:: Problem to work on ::
Select the lines of the records containing the word "usize" and list them.
----------
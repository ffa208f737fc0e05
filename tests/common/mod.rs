//! Shared harness for driving the compiled `beads` binary.

#![allow(dead_code)]

use std::fs;
use std::path::{Path, PathBuf};
use std::process::{Command, ExitStatus};

/// Captured result of one CLI invocation. Every case also leaves a log file
/// with the full argv and both streams for post-mortem inspection.
#[derive(Debug)]
pub struct CmdResult {
    pub status: ExitStatus,
    pub stdout: String,
    pub stderr: String,
    pub log_path: PathBuf,
}

fn log_dir() -> PathBuf {
    PathBuf::from(env!("CARGO_TARGET_TMPDIR")).join("beads-cli-cases")
}

/// Run `beads <args>` with colour disabled and capture everything.
pub fn run_cli_case(case_name: &str, args: &[&str]) -> CmdResult {
    run_cli_case_in(case_name, args, None)
}

/// Same as [`run_cli_case`], with the working directory set to `cwd`.
pub fn run_cli_case_in(case_name: &str, args: &[&str], cwd: Option<&Path>) -> CmdResult {
    let mut command = Command::new(env!("CARGO_BIN_EXE_beads"));
    command.args(args).env("NO_COLOR", "1");
    if let Some(dir) = cwd {
        command.current_dir(dir);
    }
    let output = command
        .output()
        .unwrap_or_else(|e| panic!("failed to spawn beads for {case_name}: {e}"));

    let stdout = String::from_utf8_lossy(&output.stdout).into_owned();
    let stderr = String::from_utf8_lossy(&output.stderr).into_owned();

    let dir = log_dir();
    fs::create_dir_all(&dir).expect("create case log dir");
    let log_path = dir.join(format!("{case_name}.log"));
    let log = format!(
        "case: {case_name}\nargs: {args:?}\nstatus: {}\n--- stdout ---\n{stdout}\n--- stderr ---\n{stderr}\n",
        output.status
    );
    fs::write(&log_path, log).expect("write case log");

    CmdResult {
        status: output.status,
        stdout,
        stderr,
        log_path,
    }
}
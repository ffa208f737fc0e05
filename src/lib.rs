//! Beads task: a sequential-sampling probabilistic-reasoning experiment.
//!
//! The library holds the headless core (counterbalanced trial design, the
//! per-trial elicitation state machine, block scheduling, export, and the
//! event log) behind the [`present::Presentation`] seam. The terminal
//! presenter lives behind the `tui` feature, the `beads` binary behind `cli`.

pub mod core;
pub mod design;
pub mod export;
pub mod logger;
pub mod present;
pub mod session;
pub mod trial;

#[cfg(feature = "tui")]
pub mod tui;

#[cfg(feature = "cli")]
pub mod cli;
#[cfg(feature = "cli")]
pub mod cli_app;
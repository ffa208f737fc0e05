//! RAII terminal lifecycle for the participant screen.
//!
//! [`TerminalGuard`] switches to raw mode, the alternate screen and a hidden
//! cursor, and puts all three back on [`Drop`]. A panic hook restores the
//! terminal before the panic message prints so crash output stays readable
//! on a normal screen.

use std::io::{self, Write};
use std::panic;
use std::sync::atomic::{AtomicBool, Ordering};

use crossterm::cursor;
use crossterm::execute;
use crossterm::terminal::{self, EnterAlternateScreen, LeaveAlternateScreen};

use crate::core::errors::{BeadsError, Result};

/// Set while raw mode is on. The panic hook and `Drop` both consult it so
/// restoration runs exactly once.
static RAW_MODE_ACTIVE: AtomicBool = AtomicBool::new(false);

/// Fallback when the terminal cannot report its size.
pub const FALLBACK_SIZE: (u16, u16) = (80, 24);

/// Holds the terminal in participant mode for its lifetime.
#[derive(Debug)]
pub struct TerminalGuard {
    _private: (),
}

impl TerminalGuard {
    /// Enter raw mode, the alternate screen, and hide the cursor.
    ///
    /// # Errors
    /// Returns `BDS-3003` when raw mode or the alternate screen cannot be
    /// entered. Anything already switched on is switched back off first.
    pub fn new() -> Result<Self> {
        terminal::enable_raw_mode().map_err(terminal_error)?;
        RAW_MODE_ACTIVE.store(true, Ordering::SeqCst);

        let mut stdout = io::stdout();
        if let Err(err) = execute!(stdout, EnterAlternateScreen, cursor::Hide) {
            restore_terminal_best_effort();
            return Err(terminal_error(err));
        }

        let prev = panic::take_hook();
        panic::set_hook(Box::new(move |info| {
            restore_terminal_best_effort();
            prev(info);
        }));

        Ok(Self { _private: () })
    }

    /// Terminal dimensions (columns, rows), or [`FALLBACK_SIZE`].
    #[must_use]
    pub fn terminal_size() -> (u16, u16) {
        terminal::size().unwrap_or(FALLBACK_SIZE)
    }
}

impl Drop for TerminalGuard {
    fn drop(&mut self) {
        restore_terminal_best_effort();
        // The previous hook lives inside ours; fall back to the default.
        let _ = panic::take_hook();
    }
}

fn terminal_error(err: io::Error) -> BeadsError {
    BeadsError::Terminal {
        details: err.to_string(),
    }
}

fn restore_terminal_best_effort() {
    if RAW_MODE_ACTIVE.swap(false, Ordering::SeqCst) {
        let mut stdout = io::stdout();
        let _ = execute!(stdout, LeaveAlternateScreen, cursor::Show);
        let _ = terminal::disable_raw_mode();
        let _ = stdout.flush();
    }
}

// ──────────────────── tests ────────────────────

#[cfg(test)]
mod tests {
    use super::*;

    #[test]
    fn restore_is_idempotent_and_clears_flag() {
        RAW_MODE_ACTIVE.store(true, Ordering::SeqCst);
        restore_terminal_best_effort();
        restore_terminal_best_effort();
        assert!(!RAW_MODE_ACTIVE.load(Ordering::SeqCst));
    }

    #[test]
    fn terminal_size_is_never_zero() {
        let (cols, rows) = TerminalGuard::terminal_size();
        assert!(cols > 0);
        assert!(rows > 0);
    }

    #[test]
    fn io_failures_map_to_terminal_code() {
        let err = terminal_error(io::Error::other("no tty"));
        assert_eq!(err.code(), "BDS-3003");
        assert!(err.to_string().contains("no tty"));
    }
}
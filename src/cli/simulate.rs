//! `beads simulate`: a full session driven by a scripted participant.
//!
//! Uses the configured timings against a virtual clock, so a complete
//! session finishes instantly but reports how long it would have taken.

#![allow(missing_docs)]

use std::io::{self, Write as _};

use serde::Serialize;

use super::format_session_summary;
use crate::cli_app::{SimulateArgs, stdout_error};
use crate::core::config::Config;
use crate::core::errors::Result;
use crate::design::bank::SequenceBank;
use crate::logger::JsonlLogger;
use crate::present::AbortToken;
use crate::present::scripted::{RatingPolicy, ScriptedPresentation};
use crate::session::{Session, SessionReport, SubjectId, run_session};

#[derive(Debug, Clone, Serialize)]
pub struct SimulationReport {
    #[serde(flatten)]
    pub session: SessionReport,
    pub ratings_committed: usize,
    /// Wall-clock length the session would have had with a real participant.
    pub virtual_seconds: f64,
    pub trace_digest: String,
}

/// Run a scripted session and export its results.
pub fn simulate(config: &Config, args: &SimulateArgs) -> Result<SimulationReport> {
    let subject = SubjectId::parse(&args.subject)?;
    let mut session = Session::new(subject, &config.design, &SequenceBank::reference())?;

    let policy = args
        .fixed_rating
        .map_or(RatingPolicy::IdealObserver, RatingPolicy::Fixed);
    let mut presenter = ScriptedPresentation::new(AbortToken::new()).with_policy(policy);
    if let Some(ratings) = args.abort_after {
        presenter = presenter.with_abort_after(ratings);
    }
    let mut logger = JsonlLogger::open(&config.paths.event_log_path(session.subject().as_str()));

    let report = run_session(&mut session, &mut presenter, &mut logger, config)?;
    Ok(SimulationReport {
        session: report,
        ratings_committed: presenter.ratings_committed(),
        virtual_seconds: presenter.elapsed().as_secs_f64(),
        trace_digest: presenter.trace_digest(),
    })
}

pub fn execute(config: &Config, args: &SimulateArgs) -> Result<()> {
    let report = simulate(config, args)?;
    let text = if args.json {
        let mut doc = serde_json::to_string_pretty(&report)?;
        doc.push('\n');
        doc
    } else {
        format!(
            "{}  ratings      {}\n  virtual time {:.1} s\n  trace digest {}\n",
            format_session_summary(&report.session),
            report.ratings_committed,
            report.virtual_seconds,
            report.trace_digest
        )
    };
    io::stdout().write_all(text.as_bytes()).map_err(stdout_error)
}

#[cfg(test)]
mod tests {
    use super::*;
    use crate::session::SessionStatus;

    fn args(abort_after: Option<usize>) -> SimulateArgs {
        SimulateArgs {
            subject: "SIM".to_string(),
            abort_after,
            fixed_rating: None,
            json: false,
            design: crate::cli_app::DesignOverrides::default(),
        }
    }

    fn config_in(dir: &std::path::Path) -> Config {
        let mut config = Config::default();
        config.design.seed = Some(21);
        config.paths.output_dir = dir.to_path_buf();
        config
    }

    #[test]
    fn full_simulation_writes_every_row() {
        let dir = tempfile::tempdir().unwrap();
        let report = simulate(&config_in(dir.path()), &args(None)).unwrap();
        assert_eq!(report.session.status, SessionStatus::Completed);
        assert_eq!(report.session.flush.rows, 64 * 9);
        assert_eq!(report.ratings_committed, (64 + 4) * 9);
        assert!(report.virtual_seconds > 60.0 * 7.0);
        assert!(dir.path().join("beads_task_results_SIM.csv").exists());
        assert!(dir.path().join("beads_task_events_SIM.jsonl").exists());
    }

    #[test]
    fn aborted_simulation_still_flushes() {
        let dir = tempfile::tempdir().unwrap();
        let report = simulate(&config_in(dir.path()), &args(Some(4 * 9 + 2))).unwrap();
        assert!(matches!(report.session.status, SessionStatus::Aborted { .. }));
        assert_eq!(report.session.flush.rows, 0);
        assert!(dir.path().join("beads_task_results_SIM.csv").exists());
    }

    #[test]
    fn json_report_flattens_session_fields() {
        let dir = tempfile::tempdir().unwrap();
        let report = simulate(&config_in(dir.path()), &args(None)).unwrap();
        let value = serde_json::to_value(&report).unwrap();
        assert_eq!(value["subject"], "SIM");
        assert_eq!(value["status"]["status"], "completed");
        assert_eq!(value["trace_digest"].as_str().unwrap().len(), 64);
    }
}
//! Text widgets: bead boxes, the rating slider, and the evidence displays.

#![allow(missing_docs)]

use super::layout::BOX_WIDTH;
use super::theme::{SemanticToken, Theme};
use crate::design::factors::BoxColor;
use crate::present::{BoxDescriptor, EvidenceFrame};

/// Beads per row in a box drawing.
pub const GRID_COLUMNS: usize = 10;

/// 100 bead colours for a box, majority first (callers shuffle positions).
#[must_use]
pub fn box_composition(descriptor: &BoxDescriptor) -> Vec<BoxColor> {
    let majority = usize::from(descriptor.majority_percent);
    let minority = usize::from(descriptor.minority_percent);
    std::iter::repeat_n(descriptor.color, majority)
        .chain(std::iter::repeat_n(descriptor.color.other(), minority))
        .collect()
}

/// Bordered drawing of one box, every line exactly [`BOX_WIDTH`] columns wide.
#[must_use]
pub fn box_lines(descriptor: &BoxDescriptor, cells: &[BoxColor], theme: &Theme) -> Vec<String> {
    let inner = usize::from(BOX_WIDTH) - 2;
    let (h, v, tl, tr, bl, br) = if descriptor.highlighted {
        ('═', '║', '╔', '╗', '╚', '╝')
    } else {
        ('─', '│', '┌', '┐', '└', '┘')
    };
    let label = format!("{} Box", capitalised(descriptor.color));
    let mut lines = Vec::with_capacity(cells.len() / GRID_COLUMNS + 3);
    lines.push(format!(
        "{:^width$}",
        label,
        width = usize::from(BOX_WIDTH)
    ));
    lines.push(format!("{tl}{}{tr}", h.to_string().repeat(inner)));
    for row in cells.chunks(GRID_COLUMNS) {
        let mut line = String::new();
        line.push(v);
        for color in row {
            line.push_str(&theme.bead(*color));
            line.push(' ');
        }
        for _ in row.len()..GRID_COLUMNS {
            line.push_str("  ");
        }
        line.push(v);
        lines.push(line);
    }
    lines.push(format!("{bl}{}{br}", h.to_string().repeat(inner)));
    let summary = format!(
        "{}% {} / {}% {}",
        descriptor.majority_percent,
        descriptor.color,
        descriptor.minority_percent,
        descriptor.color.other()
    );
    lines.push(format!("{summary:^width$}", width = usize::from(BOX_WIDTH)));
    if let Some(first) = lines.first_mut() {
        *first = theme.tinted(first, descriptor.color);
    }
    lines
}

/// Horizontal slider; the rating is the right-hand box's probability.
#[must_use]
#[allow(clippy::cast_possible_truncation, clippy::cast_sign_loss)]
pub fn slider(percent: u8, width: usize) -> String {
    let width = width.max(3);
    let pct = percent.min(100);
    let pos = (f64::from(pct) / 100.0 * (width - 1) as f64).round() as usize;
    let track: String = (0..width)
        .map(|i| if i == pos { '┃' } else { '─' })
        .collect();
    format!("{:>3}% [{track}] {:<3}%", 100 - pct, pct)
}

/// Eight slots, drawn beads coloured, the rest empty.
#[must_use]
pub fn visual_record(frame: &EvidenceFrame, theme: &Theme) -> String {
    let mut out = String::new();
    for slot in 0..frame.total {
        if slot > 0 {
            out.push(' ');
        }
        match frame.beads.get(slot) {
            Some(color) => out.push_str(&theme.bead(*color)),
            None => out.push_str(&theme.empty_slot()),
        }
    }
    out
}

/// Percentage summary of the beads drawn so far.
#[must_use]
pub fn numeric_summary(frame: &EvidenceFrame, theme: &Theme) -> Vec<String> {
    vec![
        format!(
            "Percentwise distribution of the {}/{} beads drawn so far",
            frame.step, frame.total
        ),
        format!(
            "{}   {}",
            theme.tinted(
                &format!("Blue: {:.1}%", frame.percent(BoxColor::Blue)),
                BoxColor::Blue
            ),
            theme.tinted(
                &format!("Green: {:.1}%", frame.percent(BoxColor::Green)),
                BoxColor::Green
            ),
        ),
    ]
}

/// Key help line, muted.
#[must_use]
pub fn hint(text: &str, theme: &Theme) -> String {
    theme.token(text, SemanticToken::Muted)
}

fn capitalised(color: BoxColor) -> &'static str {
    match color {
        BoxColor::Green => "Green",
        BoxColor::Blue => "Blue",
    }
}

#[cfg(test)]
mod tests {
    use super::*;
    use crate::design::bank::Bead;
    use crate::design::factors::{BoxSide, DisplayMode};
    use crate::design::ratio::BiasRatio;
    use crate::present::{BoxLayout, BoxScene};
    use crate::tui::theme::AccessibilityProfile;

    fn plain() -> Theme {
        Theme::new(AccessibilityProfile::from_no_color_flag(true))
    }

    #[test]
    fn composition_matches_ratio() {
        let scene = BoxScene::new(BiasRatio::Sixty, BoxColor::Green, BoxLayout::Apart);
        let cells = box_composition(scene.box_at(BoxSide::Right));
        assert_eq!(cells.len(), 100);
        assert_eq!(cells.iter().filter(|c| **c == BoxColor::Blue).count(), 60);
    }

    #[test]
    fn box_lines_have_fixed_width_without_colour() {
        let scene = BoxScene::new(BiasRatio::Ninety, BoxColor::Blue, BoxLayout::Apart);
        let descriptor = scene.box_at(BoxSide::Left);
        let lines = box_lines(descriptor, &box_composition(descriptor), &plain());
        assert_eq!(lines.len(), 10 + 4);
        for line in &lines {
            assert_eq!(line.chars().count(), usize::from(BOX_WIDTH), "{line:?}");
        }
        assert!(lines[0].contains("Green Box"));
        assert!(lines.last().unwrap().contains("90% green / 10% blue"));
    }

    #[test]
    fn highlighted_box_uses_double_border() {
        let scene = BoxScene::new(BiasRatio::Sixty, BoxColor::Green, BoxLayout::Apart)
            .with_highlight(BoxSide::Left);
        let descriptor = scene.box_at(BoxSide::Left);
        let lines = box_lines(descriptor, &box_composition(descriptor), &plain());
        assert!(lines[1].starts_with('╔'));
    }

    #[test]
    fn slider_reports_both_sides() {
        let line = slider(30, 21);
        assert!(line.starts_with(" 70%"));
        assert!(line.ends_with("30 %"));
        assert_eq!(line.matches('┃').count(), 1);
    }

    #[test]
    fn visual_record_fills_drawn_slots_only() {
        let frame = EvidenceFrame::new(
            3,
            &[Bead::Majority, Bead::Minority, Bead::Majority],
            BoxColor::Green,
            DisplayMode::Visual,
        );
        assert_eq!(visual_record(&frame, &plain()), "G B G . . . . .");
    }

    #[test]
    fn numeric_summary_uses_one_decimal() {
        let frame = EvidenceFrame::new(
            3,
            &[Bead::Majority, Bead::Minority, Bead::Majority],
            BoxColor::Blue,
            DisplayMode::Numeric,
        );
        let lines = numeric_summary(&frame, &plain());
        assert_eq!(lines[0], "Percentwise distribution of the 3/8 beads drawn so far");
        assert_eq!(lines[1], "Blue: 66.7%   Green: 33.3%");
    }
}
----------
:: Completed exercise ::
    pub ratings_committed: usize,
    fn args(abort_after: Option<usize>) -> SimulateArgs {
pub const GRID_COLUMNS: usize = 10;
    let majority = usize::from(descriptor.majority_percent);
    let minority = usize::from(descriptor.minority_percent);
    let inner = usize::from(BOX_WIDTH) - 2;
        width = usize::from(BOX_WIDTH)
    lines.push(format!("{summary:^width$}", width = usize::from(BOX_WIDTH)));
pub fn slider(percent: u8, width: usize) -> String {
    let pos = (f64::from(pct) / 100.0 * (width - 1) as f64).round() as usize;
            assert_eq!(line.chars().count(), usize::from(BOX_WIDTH), "{line:?}");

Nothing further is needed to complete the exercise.